__GOAL OF THE EXERCISE__
Output the data below exactly.

Collected data entries:
_ _ _ _

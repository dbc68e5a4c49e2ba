//! Scroll state for the Top Picks carousel.

use iced::widget::scrollable;
use iced::widget::scrollable::Id as ScrollableId;

/// Poster width inside one Top Picks card.
pub const POSTER_WIDTH: f32 = 160.0;
/// Padding the card container wraps around its contents.
pub const CARD_PADDING: f32 = 4.0;
/// Full rendered width of one card, padding included. Arrow paging steps
/// in multiples of this, so it must match what the view lays out.
pub const ITEM_WIDTH: f32 = POSTER_WIDTH + 2.0 * CARD_PADDING;
/// Horizontal gap between cards in the strip.
pub const ITEM_SPACING: f32 = 15.0;

/// State for the horizontally scrolling film strip.
#[derive(Debug, Clone)]
pub struct CarouselState {
    /// Scrollable widget ID for programmatic scrolling
    pub scrollable_id: ScrollableId,
    /// Current scroll position in pixels
    pub scroll_position: f32,
    /// Maximum scroll position (content width - viewport width)
    pub max_scroll: f32,
    /// Number of items scrolled per arrow press
    pub items_per_page: usize,
}

impl Default for CarouselState {
    fn default() -> Self {
        Self {
            scrollable_id: ScrollableId::unique(),
            scroll_position: 0.0,
            max_scroll: f32::MAX,
            items_per_page: 4,
        }
    }
}

impl CarouselState {
    pub fn can_go_left(&self) -> bool {
        self.scroll_position > 0.0
    }

    pub fn can_go_right(&self) -> bool {
        self.scroll_position < self.max_scroll
    }

    pub fn go_left(&mut self) {
        let step = self.items_per_page as f32 * (ITEM_WIDTH + ITEM_SPACING);
        self.scroll_position = (self.scroll_position - step).max(0.0);
    }

    pub fn go_right(&mut self) {
        let step = self.items_per_page as f32 * (ITEM_WIDTH + ITEM_SPACING);
        // Clamped against max_scroll once the next viewport report arrives.
        self.scroll_position = (self.scroll_position + step).min(self.max_scroll);
    }

    /// Track a user-driven scroll so the arrow buttons stay in sync.
    pub fn record_viewport(&mut self, viewport: &scrollable::Viewport) {
        self.scroll_position = viewport.absolute_offset().x;
        let bounds = viewport.bounds();
        let content = viewport.content_bounds();
        self.max_scroll = (content.width - bounds.width).max(0.0);
    }

    pub fn scroll_offset(&self) -> scrollable::AbsoluteOffset {
        scrollable::AbsoluteOffset {
            x: self.scroll_position,
            y: 0.0,
        }
    }
}

#[cfg(test)]
mod tests {
    use super::*;

    #[test]
    fn left_is_clamped_at_zero() {
        let mut state = CarouselState::default();
        assert!(!state.can_go_left());
        state.go_right();
        state.go_left();
        state.go_left();
        assert_eq!(state.scroll_position, 0.0);
    }

    #[test]
    fn arrow_step_covers_whole_padded_cards() {
        let mut state = CarouselState {
            max_scroll: 10_000.0,
            ..CarouselState::default()
        };
        state.go_right();
        assert_eq!(
            state.scroll_position,
            4.0 * (POSTER_WIDTH + 2.0 * CARD_PADDING + ITEM_SPACING)
        );
    }

    #[test]
    fn right_is_clamped_at_max() {
        let mut state = CarouselState {
            max_scroll: 300.0,
            ..CarouselState::default()
        };
        state.go_right();
        assert_eq!(state.scroll_position, 300.0);
        assert!(!state.can_go_right());
    }
}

_ _ _ _

__OUTPUT OF THE TASK__
repository dbc68e5a4c49e2ba
//! Scroll state for the Top Picks carousel.

use iced::widget::scrollable;
use iced::widget::scrollable::Id as ScrollableId;

/// Poster width inside one Top Picks card.
pub const POSTER_WIDTH: f32 = 160.0;
/// Padding the card container wraps around its contents.
pub const CARD_PADDING: f32 = 4.0;
/// Full rendered width of one card, padding included. Arrow paging steps
/// in multiples of this, so it must match what the view lays out.
pub const ITEM_WIDTH: f32 = POSTER_WIDTH + 2.0 * CARD_PADDING;
/// Horizontal gap between cards in the strip.
pub const ITEM_SPACING: f32 = 15.0;

/// State for the horizontally scrolling film strip.
#[derive(Debug, Clone)]
pub struct CarouselState {
    /// Scrollable widget ID for programmatic scrolling
    pub scrollable_id: ScrollableId,
    /// Current scroll position in pixels
    pub scroll_position: f32,
    /// Maximum scroll position (content width - viewport width)
    pub max_scroll: f32,
    /// Number of items scrolled per arrow press
    pub items_per_page: usize,
}

impl Default for CarouselState {
    fn default() -> Self {
        Self {
            scrollable_id: ScrollableId::unique(),
            scroll_position: 0.0,
            max_scroll: f32::MAX,
            items_per_page: 4,
        }
    }
}

impl CarouselState {
    pub fn can_go_left(&self) -> bool {
        self.scroll_position > 0.0
    }

    pub fn can_go_right(&self) -> bool {
        self.scroll_position < self.max_scroll
    }

    pub fn go_left(&mut self) {
        let step = self.items_per_page as f32 * (ITEM_WIDTH + ITEM_SPACING);
        self.scroll_position = (self.scroll_position - step).max(0.0);
    }

    pub fn go_right(&mut self) {
        let step = self.items_per_page as f32 * (ITEM_WIDTH + ITEM_SPACING);
        // Clamped against max_scroll once the next viewport report arrives.
        self.scroll_position = (self.scroll_position + step).min(self.max_scroll);
    }

    /// Track a user-driven scroll so the arrow buttons stay in sync.
    pub fn record_viewport(&mut self, viewport: &scrollable::Viewport) {
        self.scroll_position = viewport.absolute_offset().x;
        let bounds = viewport.bounds();
        let content = viewport.content_bounds();
        self.max_scroll = (content.width - bounds.width).max(0.0);
    }

    pub fn scroll_offset(&self) -> scrollable::AbsoluteOffset {
        scrollable::AbsoluteOffset {
            x: self.scroll_position,
            y: 0.0,
        }
    }
}

#[cfg(test)]
mod tests {
    use super::*;

    #[test]
    fn left_is_clamped_at_zero() {
        let mut state = CarouselState::default();
        assert!(!state.can_go_left());
        state.go_right();
        state.go_left();
        state.go_left();
        assert_eq!(state.scroll_position, 0.0);
    }

    #[test]
    fn arrow_step_covers_whole_padded_cards() {
        let mut state = CarouselState {
            max_scroll: 10_000.0,
            ..CarouselState::default()
        };
        state.go_right();
        assert_eq!(
            state.scroll_position,
            4.0 * (POSTER_WIDTH + 2.0 * CARD_PADDING + ITEM_SPACING)
        );
    }

    #[test]
    fn right_is_clamped_at_max() {
        let mut state = CarouselState {
            max_scroll: 300.0,
            ..CarouselState::default()
        };
        state.go_right();
        assert_eq!(state.scroll_position, 300.0);
        assert!(!state.can_go_right());
    }
}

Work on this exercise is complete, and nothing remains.